The planet Helena was but one of many human colony worlds attacked
and taken over by the Titans, an utterly mysterious race of beings who were
able to destroy just about any hope of resistance with the casual ease that
we might use in swatting a fly. One minute Helena, with its Greek inspired
culture, was a thriving concern, the next nothing on the planet worked properly,
people were dying, and those who remained were beginning to feel the first
signs of behavior altering electromagnetic broadcasts which reshaped their
behavior and conditioned them to revert to a stone age hunter/gatherer existence.
It took only a generation or two for the Titans to accomplish this.
It took the same amount of time for humanity to learn of the
problems, realize its sphere of influence was under threat, and begin to
respond. It appeared that the only possible response lay in rumours of a
century old super weapon which was designed, but never fired, by the scientists
Finding and activating this weapon was the self-appointed task
of a small group of volunteers, a self-financed group with no official government
connections. They develop a plan to sneak past the force which has embargoed
Helena, find the secret location of the weapon, learn what it could do, and
use it to free the planet. As a sidebar to this, they hope to find a way
to prevent the Titans from expanding their holdings even further.

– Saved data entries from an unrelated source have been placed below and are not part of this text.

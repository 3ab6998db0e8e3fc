//! Retry semantics for eventually consistent operations.
//!
//! - `policy` - RetryPolicy and Backoff values
//! - `executor` - RetryExecutor running an operation under a policy

pub mod executor;
pub mod policy;

pub use executor::{RetryExecutor, RetryStats};
pub use policy::{Backoff, RetryPolicy};
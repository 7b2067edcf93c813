/// Image compression front-end.
///
/// Loads the source in-process with the `image` crate, picks an output
/// format from the source format and transparency, then either drives the
/// quality search with an in-memory JPEG encoder or runs a single
/// lossless/keep-format pass.

use crate::constants::{
    BASELINE_QUALITY, LIBDEFLATER_HIGH_LEVEL, LIBDEFLATER_LOW_LEVEL, MAX_FILE_SIZE,
    MAX_IMAGE_DIMENSION, ZOPFLI_ITERATIONS,
};
use crate::error::{CompressionError, Result};
use crate::search::{search_quality, single_trial, QualityRange, SearchOutcome};
use crate::utils::{create_progress_spinner, print_size_report, validate_file_exists};
use crate::{info, verbose};
use image::codecs::jpeg::JpegEncoder;
use image::{DynamicImage, GenericImageView, ImageFormat, ImageReader};
use oxipng::{Deflaters, InFile, Options, OutFile};
use std::fs;
use std::io::Cursor;
use std::num::NonZeroU8;
use std::path::{Path, PathBuf};

/// Quality used for the single PNG optimization pass.
const PNG_PASS_QUALITY: u8 = 85;

/// Output container decision, made before any encoding starts.
#[derive(Debug, Clone, Copy, PartialEq, Eq)]
pub enum OutputFormat {
    /// Lossy JPEG with a searchable quality axis.
    Jpeg,
    /// PNG kept for transparent sources, optimized with oxipng.
    Png,
    /// Any other decodable format, re-encoded as-is.
    Keep(ImageFormat),
}

/// Result of one image compression, including where the file actually
/// landed (the extension changes when a PNG converts to JPEG).
#[derive(Debug)]
pub struct ImageReport {
    pub original_size: u64,
    pub outcome: SearchOutcome,
    pub format: OutputFormat,
    pub output_path: PathBuf,
}

/// Pick the output container from the source format and transparency.
///
/// JPEG stays JPEG. PNG keeps its alpha channel by staying PNG; an opaque
/// PNG converts to JPEG for the better lossy ratio. Everything else is
/// re-encoded in its original format.
pub fn select_output_format(source: ImageFormat, has_transparency: bool) -> OutputFormat {
    match source {
        ImageFormat::Jpeg => OutputFormat::Jpeg,
        ImageFormat::Png if has_transparency => OutputFormat::Png,
        ImageFormat::Png => OutputFormat::Jpeg,
        other => OutputFormat::Keep(other),
    }
}

/// Rewrite the output extension when the container changed underneath it.
pub fn effective_output_path(
    output: &Path,
    source: ImageFormat,
    format: OutputFormat,
) -> PathBuf {
    if format == OutputFormat::Jpeg && source == ImageFormat::Png {
        return output.with_extension("jpg");
    }
    output.to_path_buf()
}

/// Load an image along with its detected format and file size.
///
/// Enforces the file-size cap before decoding and the dimension cap after,
/// so a hostile input cannot exhaust memory.
pub fn load_image_with_metadata(
    input_path: &Path,
) -> Result<(DynamicImage, Option<ImageFormat>, u64)> {
    validate_file_exists(input_path)?;

    let canonical_path = input_path
        .canonicalize()
        .map_err(|_| CompressionError::FileNotFound(input_path.to_path_buf()))?;

    let file_size = fs::metadata(&canonical_path)?.len();
    if file_size == 0 {
        return Err(CompressionError::EmptySource);
    }
    if file_size > MAX_FILE_SIZE {
        return Err(CompressionError::FileTooLarge(file_size, MAX_FILE_SIZE));
    }

    let reader = ImageReader::open(&canonical_path)?.with_guessed_format()?;
    let format = reader.format();
    let img = reader.decode()?;

    let (width, height) = img.dimensions();
    if width > MAX_IMAGE_DIMENSION || height > MAX_IMAGE_DIMENSION {
        return Err(CompressionError::InvalidDimensions(
            width,
            height,
            MAX_IMAGE_DIMENSION,
        ));
    }

    Ok((img, format, file_size))
}

fn encode_jpeg_to_memory(img: &DynamicImage, quality: u8) -> Result<Vec<u8>> {
    let mut buf = Cursor::new(Vec::new());
    let encoder = JpegEncoder::new_with_quality(&mut buf, quality);
    img.write_with_encoder(encoder)?;
    Ok(buf.into_inner())
}

fn png_deflater(quality: u8) -> Deflaters {
    if quality >= 90 {
        Deflaters::Zopfli {
            iterations: NonZeroU8::new(ZOPFLI_ITERATIONS).expect("nonzero iterations"),
        }
    } else if quality >= 70 {
        Deflaters::Libdeflater {
            compression: LIBDEFLATER_HIGH_LEVEL,
        }
    } else {
        Deflaters::Libdeflater {
            compression: LIBDEFLATER_LOW_LEVEL,
        }
    }
}

/// Write the image as PNG and run it through oxipng into `output`.
fn optimize_png(img: &DynamicImage, output: &Path, quality: u8) -> Result<u64> {
    let temp_path = output.with_extension("temp.png");
    img.save_with_format(&temp_path, ImageFormat::Png)?;

    struct TempFileGuard(PathBuf);
    impl Drop for TempFileGuard {
        fn drop(&mut self) {
            let _ = fs::remove_file(&self.0);
        }
    }
    let _guard = TempFileGuard(temp_path.clone());

    let mut options = Options::from_preset(4);
    options.force = true;
    options.deflate = png_deflater(quality);

    let in_file = InFile::Path(temp_path.clone());
    let out_file = OutFile::Path {
        path: Some(output.to_path_buf()),
        preserve_attrs: false,
    };
    oxipng::optimize(&in_file, &out_file, &options)
        .map_err(|e| CompressionError::PngOptimization(e.to_string()))?;

    Ok(fs::metadata(output)?.len())
}

/// Compress one image toward the target size reduction.
pub fn compress_image(
    input: &Path,
    output: &Path,
    target_reduction: f64,
) -> Result<ImageReport> {
    info!("🗜️  Compressing image: {:?}", input);

    let pb = create_progress_spinner("Loading image...");
    let (img, source_format, original_size) = load_image_with_metadata(input)?;
    pb.finish_with_message("✅ Image loaded");

    let source_format = source_format.ok_or_else(|| {
        CompressionError::UnsupportedFormat(format!("{:?}", input.extension()))
    })?;
    let format = select_output_format(source_format, img.color().has_alpha());
    let output_path = effective_output_path(output, source_format, format);
    if output_path != output {
        info!(
            "🔁 Converting PNG to JPEG. New output file: {:?}",
            output_path
        );
    }
    info!("📁 Output: {:?}", output_path);

    if let Some(parent) = output_path.parent() {
        if !parent.as_os_str().is_empty() {
            fs::create_dir_all(parent)
                .map_err(|_| CompressionError::DirectoryCreationFailed(parent.to_path_buf()))?;
        }
    }

    let pb = create_progress_spinner("Searching for target quality...");
    let outcome = match format {
        OutputFormat::Jpeg => {
            // JPEG cannot carry alpha; flatten before the search so every
            // trial encodes the same pixels.
            let rgb = if img.color().has_alpha() {
                DynamicImage::ImageRgb8(img.to_rgb8())
            } else {
                img
            };

            let outcome = search_quality(
                original_size,
                target_reduction,
                QualityRange::default(),
                |quality| {
                    verbose!("Trying quality {}", quality);
                    let bytes = encode_jpeg_to_memory(&rgb, quality)?;
                    Ok(bytes.len() as u64)
                },
            )?;

            let bytes = encode_jpeg_to_memory(&rgb, outcome.quality)?;
            fs::write(&output_path, bytes)?;
            outcome
        }
        OutputFormat::Png => single_trial(
            original_size,
            target_reduction,
            PNG_PASS_QUALITY,
            |quality| optimize_png(&img, &output_path, quality),
        )?,
        OutputFormat::Keep(fmt) => single_trial(
            original_size,
            target_reduction,
            BASELINE_QUALITY,
            |_quality| {
                img.save_with_format(&output_path, fmt)?;
                Ok(fs::metadata(&output_path)?.len())
            },
        )?,
    };
    pb.finish_with_message(format!(
        "✅ Done in {} encoder trial{}",
        outcome.trials,
        if outcome.trials == 1 { "" } else { "s" }
    ));

    print_size_report(original_size, outcome.encoded_size);
    info!("🎚️  Final quality: {}", outcome.quality);
    if !outcome.target_met {
        crate::warn!(
            "Target reduction of {:.0}% was not reachable; best achieved {:.1}%",
            target_reduction * 100.0,
            outcome.reduction * 100.0
        );
    }

    Ok(ImageReport {
        original_size,
        outcome,
        format,
        output_path,
    })
}
/// PDF compression front-end.
///
/// Thin collaborator around Ghostscript's `pdfwrite` device: a 0-4
/// compression level maps onto the `-dPDFSETTINGS` presets.

use crate::constants::GS_BINARY;
use crate::error::{CompressionError, Result};
use crate::utils::{create_progress_spinner, print_size_report, validate_file_exists};
use crate::info;
use std::ffi::OsString;
use std::fs;
use std::path::Path;
use std::process::Command;

/// Ghostscript `-dPDFSETTINGS` presets, ordered from least to most
/// aggressive compression.
#[derive(Debug, Clone, Copy, PartialEq, Eq)]
pub enum PdfPreset {
    Default,
    Prepress,
    Printer,
    Ebook,
    Screen,
}

impl PdfPreset {
    pub fn from_level(level: u8) -> Result<Self> {
        match level {
            0 => Ok(PdfPreset::Default),
            1 => Ok(PdfPreset::Prepress),
            2 => Ok(PdfPreset::Printer),
            3 => Ok(PdfPreset::Ebook),
            4 => Ok(PdfPreset::Screen),
            _ => Err(CompressionError::UnsupportedFormat(format!(
                "PDF compression level {} (expected 0-4)",
                level
            ))),
        }
    }

    pub fn setting(&self) -> &'static str {
        match self {
            PdfPreset::Default => "/default",
            PdfPreset::Prepress => "/prepress",
            PdfPreset::Printer => "/printer",
            PdfPreset::Ebook => "/ebook",
            PdfPreset::Screen => "/screen",
        }
    }

    pub fn describe(&self) -> &'static str {
        match self {
            PdfPreset::Default => "Default (lowest compression, highest quality)",
            PdfPreset::Prepress => "Prepress (high quality, less compression)",
            PdfPreset::Printer => "Printer (medium quality, medium compression)",
            PdfPreset::Ebook => "Ebook (medium-low quality, better compression)",
            PdfPreset::Screen => "Screen (lowest quality, highest compression)",
        }
    }
}

#[derive(Debug)]
pub struct PdfReport {
    pub original_size: u64,
    pub compressed_size: u64,
    pub preset: PdfPreset,
}

pub fn is_ghostscript_available() -> bool {
    which::which(GS_BINARY).is_ok()
}

fn gs_args(input: &Path, output: &Path, preset: PdfPreset) -> Vec<OsString> {
    let mut args: Vec<OsString> = Vec::new();
    args.push("-sDEVICE=pdfwrite".into());
    args.push("-dCompatibilityLevel=1.4".into());
    args.push(format!("-dPDFSETTINGS={}", preset.setting()).into());
    args.push("-dNOPAUSE".into());
    args.push("-dQUIET".into());
    args.push("-dBATCH".into());
    let mut out_flag = OsString::from("-sOutputFile=");
    out_flag.push(output.as_os_str());
    args.push(out_flag);
    args.push(input.into());
    args
}

/// Compress one PDF with the given preset.
pub fn compress_pdf(input: &Path, output: &Path, preset: PdfPreset) -> Result<PdfReport> {
    if !is_ghostscript_available() {
        return Err(CompressionError::ToolNotFound {
            tool: GS_BINARY.to_string(),
            hint: "Install Ghostscript and ensure `gs` is in PATH".to_string(),
        });
    }
    validate_file_exists(input)?;

    let original_size = fs::metadata(input)?.len();
    if original_size == 0 {
        return Err(CompressionError::EmptySource);
    }

    info!("📄 Compressing PDF: {:?}", input);
    info!("🎚️  Preset: {}", preset.describe());

    if let Some(parent) = output.parent() {
        if !parent.as_os_str().is_empty() {
            fs::create_dir_all(parent)
                .map_err(|_| CompressionError::DirectoryCreationFailed(parent.to_path_buf()))?;
        }
    }

    let pb = create_progress_spinner("Running Ghostscript...");
    let result = Command::new(GS_BINARY).args(gs_args(input, output, preset)).output()?;
    if !result.status.success() {
        pb.finish_and_clear();
        return Err(CompressionError::ToolFailed {
            tool: GS_BINARY.to_string(),
            status: result.status,
            stderr: String::from_utf8_lossy(&result.stderr).trim().to_string(),
        });
    }
    pb.finish_with_message("✅ Ghostscript finished");

    let compressed_size = fs::metadata(output)?.len();
    print_size_report(original_size, compressed_size);

    Ok(PdfReport {
        original_size,
        compressed_size,
        preset,
    })
}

There are certain trademark themes to a work by Jack Chalker.
One of the most obvious is the notion of physical and psychological transformation,
the idea that people can be redesigned in subtle ways that they don’t notice
and that they will accept this as normal. In some of his books this plot
device has been carried to extremes. In this one it is used carefully. The
humans remaining on Helena have regressed in terms of technology and social
structure even while they have tried to hold on to their old ways. The members
of the task force, a bit more aware of what they are getting into, also find
themselves affected by this broadcast compulsion, but manage to find ways
to work around it until they can accomplish their mission. This time, rather
than being a magic wand, the transformation technique creates an interesting
tension among the characters.
Priam’s Lens has a triumphant ending, but one that is
quite a bit more realistic than many of these “we beat the aliens” tales.
There are consequences than go beyond the immediate struggle, and compromises
that have to made in the wake of the victory.